To prevent such cavities, sputtered material can be redirected into substantially vertical paths between the target and the substrate by negatively biasing (or self biasing) the substrate and positioning appropriate vertically oriented electric fields adjacent the substrate if the sputtered material is sufficiently ionized by the plasma. However, material sputtered in a low density plasma often has an ionization degree of less than 10% which is usually insufficient to avoid the formation of an excessive number of cavities. Accordingly, it is desirable to increase the density of the plasma in order to increase the ionization rate of the sputtered material and decrease the formation of unwanted cavities in the deposition layer. As used herein, the term "dense plasma" is intended to refer to one that has a high electron and ion density, in the range of 10.sup.11 -10.sup.13 ions/cm.sup.3.
There are several known techniques for exciting a plasma with RF fields, these techniques including capacitive coupling, inductive coupling and wave heating. In a standard inductively coupled plasma (ICP) generator, RF current passing through a coil surrounding the plasma induces electromagnetic currents in the plasma. These currents heat the conducting plasma by ohmic heating, so that it is sustained in steady state. As,shown in U.S. Pat. No. 4,362,632, for example, current through a coil is supplied by an RF generator coupled to the coil through an impedance matching network, such that the coil acts as the primary winding of a transformer. The plasma acts as a single turn secondary winding of the transformer.

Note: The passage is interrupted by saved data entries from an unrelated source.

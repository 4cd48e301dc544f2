// ABOUTME: Monte Carlo driver for one attack scenario.
// ABOUTME: Parses expressions once, then rolls, classifies, resolves hits and aggregates damage.

use crate::config::SimConfig;
use crate::damage::{aggregate_tally, StatsBundle, Tally};
use crate::error::{Error, Result};
use crate::expr::ParsedExpression;
use crate::hit;
use crate::parser;
use crate::roller::{FastRng, Rng};
use crate::trials::TrialBatch;
use rayon::prelude::*;

/// Every per-trial vector from one run, plus its summary.
#[derive(Debug, Clone)]
pub struct Outcome {
    pub batch: TrialBatch,
    pub hits: Vec<bool>,
    pub damage: Vec<i64>,
    pub stats: StatsBundle,
}

/// A validated scenario, ready to run any number of times.
///
/// Each run is an independent batch; nothing carries over between runs.
#[derive(Debug, Clone)]
pub struct Simulation {
    config: SimConfig,
    attack: ParsedExpression,
    damage: ParsedExpression,
}

impl Simulation {
    /// Validate the configuration and parse both expressions.
    pub fn new(config: SimConfig) -> Result<Self> {
        config.validate()?;
        let attack = parser::parse(&config.attack_expression)?;
        let damage = parser::parse(&config.damage_expression)?;
        Ok(Self {
            config,
            attack,
            damage,
        })
    }

    pub fn config(&self) -> &SimConfig {
        &self.config
    }

    pub fn attack(&self) -> &ParsedExpression {
        &self.attack
    }

    pub fn damage(&self) -> &ParsedExpression {
        &self.damage
    }

    /// Run with the configured seed, or fresh entropy if there is none.
    pub fn run(&self) -> StatsBundle {
        let mut rng = self.master_rng();
        self.run_with_rng(&mut rng)
    }

    pub fn run_with_rng(&self, rng: &mut impl Rng) -> StatsBundle {
        self.run_detailed_with_rng(rng).stats
    }

    /// Run and keep the per-trial vectors.
    pub fn run_detailed_with_rng(&self, rng: &mut impl Rng) -> Outcome {
        tracing::debug!(
            trials = self.config.trials,
            advantage = %self.config.advantage,
            crit_threshold = self.config.crit_threshold,
            target_defense = self.config.target_defense,
            attack = %self.attack,
            damage = %self.damage,
            "running simulation"
        );
        let (batch, hits, damage, tally) = self.pipeline(self.config.trials, rng);
        Outcome {
            batch,
            hits,
            damage,
            stats: tally.stats(),
        }
    }

    /// Run in chunks of `chunk_size` trials across the rayon thread pool.
    ///
    /// Each chunk gets its own generator forked from the master source before
    /// any work starts, so a seeded run gives the same result for the same
    /// chunk size regardless of thread count.
    pub fn run_parallel(&self, chunk_size: usize) -> Result<StatsBundle> {
        if chunk_size == 0 {
            return Err(Error::InvalidChunkSize(chunk_size));
        }
        let mut master = self.master_rng();
        let trials = self.config.trials;
        let chunks: Vec<(usize, FastRng)> = (0..trials)
            .step_by(chunk_size)
            .map(|start| (chunk_size.min(trials - start), master.fork()))
            .collect();
        tracing::debug!(trials, chunks = chunks.len(), chunk_size, "running simulation in parallel");

        let tally = chunks
            .into_par_iter()
            .map(|(n, mut rng)| self.pipeline(n, &mut rng).3)
            .reduce(Tally::default, |mut acc, part| {
                acc.merge(&part);
                acc
            });
        Ok(tally.stats())
    }

    fn pipeline(&self, trials: usize, rng: &mut impl Rng) -> (TrialBatch, Vec<bool>, Vec<i64>, Tally) {
        let batch = TrialBatch::new(trials, self.config.advantage, self.config.crit_threshold, rng);
        let hits = hit::resolve(&batch, &self.attack, self.config.target_defense, rng);
        let (damage, tally) = aggregate_tally(&hits, &batch.tiers, &self.damage, rng);
        (batch, hits, damage, tally)
    }

    fn master_rng(&self) -> FastRng {
        match self.config.seed {
            Some(seed) => FastRng::with_seed(seed),
            None => FastRng::new(),
        }
    }
}

/// Validate, parse and run one scenario.
pub fn simulate(config: &SimConfig) -> Result<StatsBundle> {
    Ok(Simulation::new(config.clone())?.run())
}

/// Like [`simulate`], drawing from the given generator instead of the seed.
pub fn simulate_with_rng(config: &SimConfig, rng: &mut impl Rng) -> Result<StatsBundle> {
    Ok(Simulation::new(config.clone())?.run_with_rng(rng))
}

Although ionizing the deposition material facilitates deposition of material into high aspect ratio channels and vias, many sputtered contact metals have a tendency to deposit more thickly in the center of the wafer as compared to the edges. This "center thick" deposition profile is undesirable in many applications where a uniformity of deposition thickness is needed.
In addition, in at least certain types of plasma generators, the plasma density has been observed to vary around the vertical axis of the coil, producing a corresponding variation in the thickness of a deposited film. This variation is such that the film has maximum and minimum values at opposite ends of a line which intersects the coil axis.